Now, the reader should notice carefully that in these verses of the prophecy there are two different princes mentioned: first, "Messiah the Prince"; and second, "the price that shall come." The expression "prince that shall come" cannot possibly refer to "Messiah, the Prince" for the simple reason that it is "the people of the prince that shall come" who are to destroy Jerusalem after the death of Messiah. And since it is now a matter of history that Jerusalem was destroyed in A.D. 70 by the Roman people, not by the Jewish people, it follows that "the prince that shall come" cannot be the Jewish Messiah but is some great prince who will arise out of the Roman Empire.

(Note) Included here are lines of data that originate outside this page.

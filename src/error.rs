// SPDX-License-Identifier: Apache-2.0
// Copyright (c) 2025 Polyframe Inc.

//! Error types for boolean evaluation

use thiserror::Error;

/// Errors that abort a boolean evaluation.
#[derive(Debug, Error, Clone, PartialEq)]
pub enum CsgError {
    /// Malformed vertex/index arrays or an inverted bound
    #[error("Construction error: {message}")]
    Construction { message: String },

    /// A plane or intersection could not be defined
    #[error("Degenerate geometry: {message}")]
    DegenerateGeometry { message: String },

    /// The perturb-and-recast ray loop did not find a clean cast
    #[error("Classification stalled after {attempts} ray attempts")]
    ClassificationStall { attempts: usize },

    /// Face splitting kept producing new faces past the growth cap
    #[error("Face splitting exceeded limit: {faces} faces (max: {limit})")]
    SplitLimitExceeded { faces: usize, limit: usize },

    /// Invalid configuration value
    #[error("Invalid configuration: {0}")]
    Config(String),
}

impl CsgError {
    pub fn construction(message: impl Into<String>) -> Self {
        Self::Construction {
            message: message.into(),
        }
    }

    pub fn degenerate(message: impl Into<String>) -> Self {
        Self::DegenerateGeometry {
            message: message.into(),
        }
    }
}

pub type Result<T> = std::result::Result<T, CsgError>;
// SPDX-License-Identifier: Apache-2.0
// Copyright (c) 2025 Polyframe Inc.

//! Evaluation configuration: tolerances, retry bounds and the perturbation seed

use crate::error::CsgError;
use anyhow::{Context, Result};
use serde::{Deserialize, Serialize};
use std::path::{Path, PathBuf};

/// Default config file looked up by [`CsgConfig::load`]
pub const CONFIG_FILE: &str = "meshbool.toml";

/// Tolerances and limits for one boolean evaluation
#[derive(Debug, Clone, PartialEq, Serialize, Deserialize)]
#[serde(default)]
pub struct CsgConfig {
    /// Sign classification, plane/line/ray tests and segment overlap
    pub plane_tolerance: f64,
    /// Positional vertex equality and output deduplication
    pub vertex_tolerance: f64,
    /// Maximum number of perturbed recasts per face before giving up
    pub max_ray_attempts: usize,
    /// Scale of the per-axis random offset added to a degenerate ray
    pub perturbation: f64,
    /// Seed of the perturbation generator
    pub seed: u64,
    /// Splitting may grow an object to at most this many times its face count
    pub max_split_growth: usize,
}

impl Default for CsgConfig {
    fn default() -> Self {
        Self {
            plane_tolerance: 1e-10,
            vertex_tolerance: 1e-5,
            max_ray_attempts: 10,
            perturbation: 1e-5,
            seed: 0x5eed_cafe,
            max_split_growth: 64,
        }
    }
}

impl CsgConfig {
    /// Parse configuration from a TOML document
    pub fn from_toml_str(content: &str) -> Result<Self> {
        let config: CsgConfig = toml::from_str(content).context("Failed to parse config")?;
        config.validate()?;
        Ok(config)
    }

    /// Load configuration from file
    pub fn from_file(path: impl AsRef<Path>) -> Result<Self> {
        let content = std::fs::read_to_string(path.as_ref())
            .with_context(|| format!("Failed to read config file: {:?}", path.as_ref()))?;
        Self::from_toml_str(&content)
            .with_context(|| format!("Failed to load config file: {:?}", path.as_ref()))
    }

    /// Load configuration with environment variable overrides
    pub fn load() -> Result<Self> {
        let mut config = if PathBuf::from(CONFIG_FILE).exists() {
            Self::from_file(CONFIG_FILE)?
        } else {
            Self::default()
        };

        if let Ok(seed) = std::env::var("MESHBOOL_SEED") {
            config.seed = seed
                .parse()
                .with_context(|| format!("MESHBOOL_SEED is not an integer: {}", seed))?;
        }

        if let Ok(attempts) = std::env::var("MESHBOOL_MAX_RAY_ATTEMPTS") {
            config.max_ray_attempts = attempts.parse().with_context(|| {
                format!("MESHBOOL_MAX_RAY_ATTEMPTS is not an integer: {}", attempts)
            })?;
        }

        config.validate()?;
        Ok(config)
    }

    /// Save configuration to file
    pub fn save(&self, path: impl AsRef<Path>) -> Result<()> {
        let content = toml::to_string_pretty(self).context("Failed to serialize config")?;
        std::fs::write(path.as_ref(), content)
            .with_context(|| format!("Failed to write config file: {:?}", path.as_ref()))?;
        Ok(())
    }

    /// Reject values the splitting and classification passes cannot work with
    pub fn validate(&self) -> crate::Result<()> {
        if !(self.plane_tolerance > 0.0) || !self.plane_tolerance.is_finite() {
            return Err(CsgError::Config(format!(
                "plane_tolerance must be positive, got {}",
                self.plane_tolerance
            )));
        }
        if !(self.vertex_tolerance > 0.0) || !self.vertex_tolerance.is_finite() {
            return Err(CsgError::Config(format!(
                "vertex_tolerance must be positive, got {}",
                self.vertex_tolerance
            )));
        }
        if !(self.perturbation > 0.0) || !self.perturbation.is_finite() {
            return Err(CsgError::Config(format!(
                "perturbation must be positive, got {}",
                self.perturbation
            )));
        }
        if self.max_split_growth == 0 {
            return Err(CsgError::Config("max_split_growth must be at least 1".into()));
        }
        Ok(())
    }
}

Furthermore, we need not speculate about the identity of this coming Roman prince. He is the well-known "little horn" of the seventh chapter of Daniel, with "eyes like the eyes of a man, and a mouth speaking great things," the king "more stout than his fellows," who rises swiftly among the ten kings of the Revived Roman Empire of the end-time, and who for a brief season shall wield almost unlimited power over the nations of the world. His well-known identity is undoubtedly one reason why in chapter nine he is referred to simply as "the prince that shall come." For those who had read the great vision of chapter seven, no further identification would be needed. This same prince is, in my judgment, also the "king of fierce [strong] countenance" of chapter eight, the willful king of chapter eleven, the "man of sin" of 2 Thessalonians 2:3, the beast "out of the sea" of Revelation 13:1; the last great persecutor of Israel, satan's false Christ, before whom all the world shall do homage whose names are not written in the Lamb's Book of Life. A dark and sinister figure he is, whose ominous shadow falls constantly upon the pages of divine prophecy, until he comes to his fearful doom in the lake of fire (Revelation 20:20).